Harrowing CCTV footage showed the taekwondo teacher moving around his studio with ease on the evening of the murders, communicating normally with students and parents even after killing Ms Cho.
Judge Harrison noted the “stark” contrast between Yoo’s interactions with Ms. Cho and the child and the murders that followed: They had no way of foreseeing the horrific fates of their victims.
Judge Harrison said: “The contrast between the incredible banality of the events that occurred there before these murders and the deaths that occurred is stark.” “Neither Ms. Cho nor (the boy) had, or could possibly have had, any reasonable idea of the terrible fate that awaited them.
“They had each been deceived in the most cynical manner by Mr. Yoo’s casual care in running his affairs, and under the circumstances they were left with the distinct feeling that they had nothing to worry about.”

Murders were ‘senselessly brutal’
After committing the murders at the taekwondo studio, Yoo drove to Ms. Cho’s home in Baulkham Hills, where he stabbed her husband, Steven Cho, to death.
Judge Harrison said Mr Cho was “unsuspecting and defenseless” but managed to stab Yoo in self-defence. Yoo claimed that he gave his victim a knife. Mr. Cho died before he could cause serious harm to his killer.
“Whether taken individually or collectively, these murders were horrific and violent acts, senselessly cruel and cynical, committed without human compassion or respect for (the victims’) dignity,” Judge Harrison said.
Yoo will spend the rest of his life behind bars after being sentenced to life in prison.
At his sentencing in December, he held a Bible and kept his head down as the Chos’ loved ones burst into tears.
The killer’s strange reason
Judge Harrison revealed that Yoo was motivated to commit the horrific crimes to secure the Chos’ money and the BMW.
He was a month behind on rent for his martial arts studio at the time of the murders, and he and his wife owed approximately $10,000 in total debt from various bank accounts and credit cards.
He said that while in custody, Yoo allegedly began thinking about killing the Chos about two weeks before the murders “to get their money.”

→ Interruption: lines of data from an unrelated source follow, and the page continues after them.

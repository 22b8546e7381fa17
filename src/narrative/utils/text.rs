//! Small text helpers shared by the narrative sections.

/// Uppercase the first character.
pub fn capitalize_first(s: &str) -> String {
    let mut chars = s.chars();
    match chars.next() {
        None => String::new(),
        Some(first) => first.to_uppercase().chain(chars).collect(),
    }
}

/// Join items as "a", "a and b", or "a, b, and c".
pub fn join_list<S: AsRef<str>>(items: &[S]) -> String {
    match items {
        [] => String::new(),
        [only] => only.as_ref().to_string(),
        [first, second] => format!("{} and {}", first.as_ref(), second.as_ref()),
        [init @ .., last] => {
            let head: Vec<&str> = init.iter().map(|s| s.as_ref()).collect();
            format!("{}, and {}", head.join(", "), last.as_ref())
        }
    }
}

/// Format an integer with comma thousands separators.
pub fn format_thousands(value: i64) -> String {
    let digits = value.unsigned_abs().to_string();
    let mut out = String::with_capacity(digits.len() + digits.len() / 3 + 1);
    for (idx, ch) in digits.chars().enumerate() {
        if idx > 0 && (digits.len() - idx) % 3 == 0 {
            out.push(',');
        }
        out.push(ch);
    }
    if value < 0 {
        format!("-{}", out)
    } else {
        out
    }
}

/// Round to the nearest thousand.
pub fn round_to_thousands(value: f64) -> i64 {
    ((value / 1000.0).round() * 1000.0) as i64
}

#[cfg(test)]
mod tests {
    use super::*;

    #[test]
    fn test_capitalize_first() {
        assert_eq!(capitalize_first("most of the forest"), "Most of the forest");
        assert_eq!(capitalize_first("Sherwood"), "Sherwood");
        assert_eq!(capitalize_first(""), "");
    }

    #[test]
    fn test_join_list() {
        assert_eq!(join_list::<&str>(&[]), "");
        assert_eq!(join_list(&["grassland"]), "grassland");
        assert_eq!(join_list(&["grassland", "shrubland"]), "grassland and shrubland");
        assert_eq!(
            join_list(&["grassland", "shrubland", "bare ground"]),
            "grassland, shrubland, and bare ground"
        );
    }

    #[test]
    fn test_format_thousands() {
        assert_eq!(format_thousands(0), "0");
        assert_eq!(format_thousands(999), "999");
        assert_eq!(format_thousands(1000), "1,000");
        assert_eq!(format_thousands(1234567), "1,234,567");
        assert_eq!(format_thousands(-4500), "-4,500");
    }

    #[test]
    fn test_round_to_thousands() {
        assert_eq!(round_to_thousands(12345.6), 12000);
        assert_eq!(round_to_thousands(12500.0), 13000);
        assert_eq!(round_to_thousands(499.0), 0);
    }
}
//! Lead and rest class selection.
//!
//! The lead is the class with the greatest share (first occurrence wins on
//! ties). Rest classes are every other class above [`REST_THRESHOLD`].
//! Exact duplicate `(label, percent)` rows are removed first.

use crate::error::{DescribeError, Result};
use crate::types::{ClassShare, Layer};

/// Percentage a non-lead class must exceed to be narrated.
pub const REST_THRESHOLD: f64 = 10.0;

/// Lead plus rest classes of one layer.
#[derive(Debug, Clone, PartialEq)]
pub struct SignificantClassSet {
    pub layer: Layer,
    pub lead: ClassShare,
    /// Rest classes in input order.
    pub rest: Vec<ClassShare>,
}

impl SignificantClassSet {
    /// Whether the lead itself clears the rest threshold.
    pub fn is_significant(&self) -> bool {
        self.lead.percent > REST_THRESHOLD
    }

    /// Rest classes, largest first.
    pub fn rest_descending(&self) -> Vec<&ClassShare> {
        let mut rest: Vec<&ClassShare> = self.rest.iter().collect();
        rest.sort_by(|a, b| b.percent.total_cmp(&a.percent));
        rest
    }
}

/// Select the significant classes of one layer.
pub fn select(layer: Layer, shares: &[ClassShare]) -> Result<SignificantClassSet> {
    let mut unique: Vec<&ClassShare> = Vec::with_capacity(shares.len());
    for share in shares {
        let seen = unique
            .iter()
            .any(|u| u.label == share.label && u.percent.to_bits() == share.percent.to_bits());
        if !seen {
            unique.push(share);
        }
    }

    let mut lead_idx: Option<usize> = None;
    for (idx, share) in unique.iter().enumerate() {
        match lead_idx {
            Some(best) if unique[best].percent >= share.percent => {}
            _ => lead_idx = Some(idx),
        }
    }
    let lead_idx = lead_idx.ok_or(DescribeError::NoSignificantClass { layer })?;

    let rest = unique
        .iter()
        .enumerate()
        .filter(|(idx, share)| *idx != lead_idx && share.percent > REST_THRESHOLD)
        .map(|(_, share)| (*share).clone())
        .collect();

    Ok(SignificantClassSet {
        layer,
        lead: unique[lead_idx].clone(),
        rest,
    })
}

The judge found that Yoo prepared the plan at least the afternoon of the crimes because he told his wife that his new car would arrive that day.
“From one perspective, it may seem beyond ordinary people’s comprehension and understanding that such horrific and violent behavior could have been motivated by Mr. Yoo’s deep-seated jealousy of the success achieved by others, whose (Cho’s) success was tragically and innocently representative,” Judge Harrison said.
“As strange as it may seem, there is no other reason suggested or put forward for what Mr. Yoo did.”
However, in the Justice Health reports read to the court, it was stated that the killer “could not explain how he would later get the money.”
“The gains Mr. Yoo hoped for will never materialize,” Judge Harrison said.
“The murders… broke out at an unexpected moment.”

Details of Yoo’s “grandiose” fantasies, which led him to lie about meeting Gina Rinehart and competing in the Olympics, were previously revealed in court.
He also frequently inspected expensive properties and cars to feed his “self-indulgent” fantasy that he was more successful than himself.
Yoo “felt burdened” by educational and cultural expectations that he would achieve “unrealistic levels” of success; However, Judge Harrison noted that Yoo’s experience of this burden was commonplace in Australian society and many other countries. Judge Harrison said this did not diminish Yoo’s moral culpability.
During harrowing victim statements read to the court in November, Ms Cho’s family said they “felt like we were dead” after the murders.
Laughter was replaced by “unbearable pain and endless despair” in the life of his grieving family.
“(We) will spend the rest of our lives in tears and pain, waiting for death,” the moving statement said.
At both his November hearing and his sentencing the following month, Yoo refused to look up and meet the gaze of the loved ones whose lives the Chos had destroyed.